--- Records for processing ---

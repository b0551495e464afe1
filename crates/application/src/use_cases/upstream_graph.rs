use ferrous_forward_domain::{DomainError, UpstreamEntry};
use std::collections::{HashMap, VecDeque};
use std::sync::Arc;

use crate::ports::Upstream;

/// Something with a tag and the tags it depends on.
pub trait DependencyNode {
    fn node_tag(&self) -> &str;
    fn node_dependencies(&self) -> Vec<String>;
}

impl DependencyNode for UpstreamEntry {
    fn node_tag(&self) -> &str {
        &self.tag
    }

    fn node_dependencies(&self) -> Vec<String> {
        self.dependencies()
    }
}

impl DependencyNode for Arc<dyn Upstream> {
    fn node_tag(&self) -> &str {
        self.tag()
    }

    fn node_dependencies(&self) -> Vec<String> {
        self.dependencies()
    }
}

impl DependencyNode for (String, Vec<String>) {
    fn node_tag(&self) -> &str {
        &self.0
    }

    fn node_dependencies(&self) -> Vec<String> {
        self.1.clone()
    }
}

/// Returns node indices ordered so that every node comes after all of its
/// dependencies. Ties keep declaration order.
pub fn sort_upstreams<N: DependencyNode>(nodes: &[N]) -> Result<Vec<usize>, DomainError> {
    let mut index: HashMap<&str, usize> = HashMap::with_capacity(nodes.len());
    for (i, node) in nodes.iter().enumerate() {
        if index.insert(node.node_tag(), i).is_some() {
            return Err(DomainError::DuplicateTag(node.node_tag().to_string()));
        }
    }

    // edges[i] = dependencies of i, dependents[j] = nodes depending on j
    let mut edges: Vec<Vec<usize>> = Vec::with_capacity(nodes.len());
    let mut dependents: Vec<Vec<usize>> = vec![Vec::new(); nodes.len()];
    let mut in_degree = vec![0usize; nodes.len()];

    for (i, node) in nodes.iter().enumerate() {
        let mut deps = Vec::new();
        for dep in node.node_dependencies() {
            let &j = index
                .get(dep.as_str())
                .ok_or_else(|| DomainError::UnknownDependency {
                    upstream: node.node_tag().to_string(),
                    dependency: dep.clone(),
                })?;
            if deps.contains(&j) {
                continue;
            }
            deps.push(j);
            dependents[j].push(i);
            in_degree[i] += 1;
        }
        edges.push(deps);
    }

    let mut queue: VecDeque<usize> = (0..nodes.len()).filter(|&i| in_degree[i] == 0).collect();
    let mut order = Vec::with_capacity(nodes.len());

    while let Some(i) = queue.pop_front() {
        order.push(i);
        for &d in &dependents[i] {
            in_degree[d] -= 1;
            if in_degree[d] == 0 {
                queue.push_back(d);
            }
        }
    }

    if order.len() < nodes.len() {
        let mut sorted = vec![false; nodes.len()];
        for &i in &order {
            sorted[i] = true;
        }
        return Err(DomainError::CyclicDependency(cycle_trace(
            nodes, &edges, &sorted,
        )));
    }

    Ok(order)
}

/// Follows dependency edges from the first unsorted node until a node
/// repeats, and renders the loop as `a -> b -> a`.
fn cycle_trace<N: DependencyNode>(nodes: &[N], edges: &[Vec<usize>], sorted: &[bool]) -> String {
    let Some(start) = sorted.iter().position(|s| !s) else {
        return String::new();
    };

    let mut path = vec![start];
    let mut position: HashMap<usize, usize> = HashMap::from([(start, 0)]);
    let mut current = start;

    loop {
        // Every unsorted node still has an unsorted dependency.
        let Some(&next) = edges[current].iter().find(|&&j| !sorted[j]) else {
            break;
        };
        if let Some(&at) = position.get(&next) {
            let mut tags: Vec<&str> = path[at..].iter().map(|&i| nodes[i].node_tag()).collect();
            tags.push(nodes[next].node_tag());
            return tags.join(" -> ");
        }
        position.insert(next, path.len());
        path.push(next);
        current = next;
    }

    path.iter()
        .map(|&i| nodes[i].node_tag())
        .collect::<Vec<_>>()
        .join(" -> ")
}

/// Upstreams in start order; closing walks the same list backwards.
pub struct UpstreamGraph {
    ordered: Vec<Arc<dyn Upstream>>,
}

impl UpstreamGraph {
    pub fn new(upstreams: Vec<Arc<dyn Upstream>>) -> Result<Self, DomainError> {
        let order = sort_upstreams(&upstreams)?;
        let mut slots: Vec<Option<Arc<dyn Upstream>>> = upstreams.into_iter().map(Some).collect();
        let ordered = order.into_iter().filter_map(|i| slots[i].take()).collect();
        Ok(Self { ordered })
    }

    pub fn start_order(&self) -> &[Arc<dyn Upstream>] {
        &self.ordered
    }

    pub fn get(&self, tag: &str) -> Option<&Arc<dyn Upstream>> {
        self.ordered.iter().find(|u| u.tag() == tag)
    }

    /// Starts every upstream in dependency order, closing the already
    /// started ones if any start fails.
    pub async fn start_all(&self) -> Result<(), DomainError> {
        for (i, upstream) in self.ordered.iter().enumerate() {
            if let Err(e) = upstream.start().await {
                tracing::error!(tag = upstream.tag(), error = %e, "Failed to start upstream");
                for started in self.ordered[..i].iter().rev() {
                    started.close().await;
                }
                return Err(e);
            }
            tracing::debug!(tag = upstream.tag(), kind = upstream.kind(), "Upstream started");
        }
        Ok(())
    }

    pub async fn close_all(&self) {
        for upstream in self.ordered.iter().rev() {
            upstream.close().await;
            tracing::debug!(tag = upstream.tag(), "Upstream closed");
        }
    }
}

---

What is needed:
Wherever a line in the data above holds the word "HashMap", copy that line.

Answer space:
use std::collections::{HashMap, VecDeque};
    let mut index: HashMap<&str, usize> = HashMap::with_capacity(nodes.len());
    let mut position: HashMap<usize, usize> = HashMap::from([(start, 0)]);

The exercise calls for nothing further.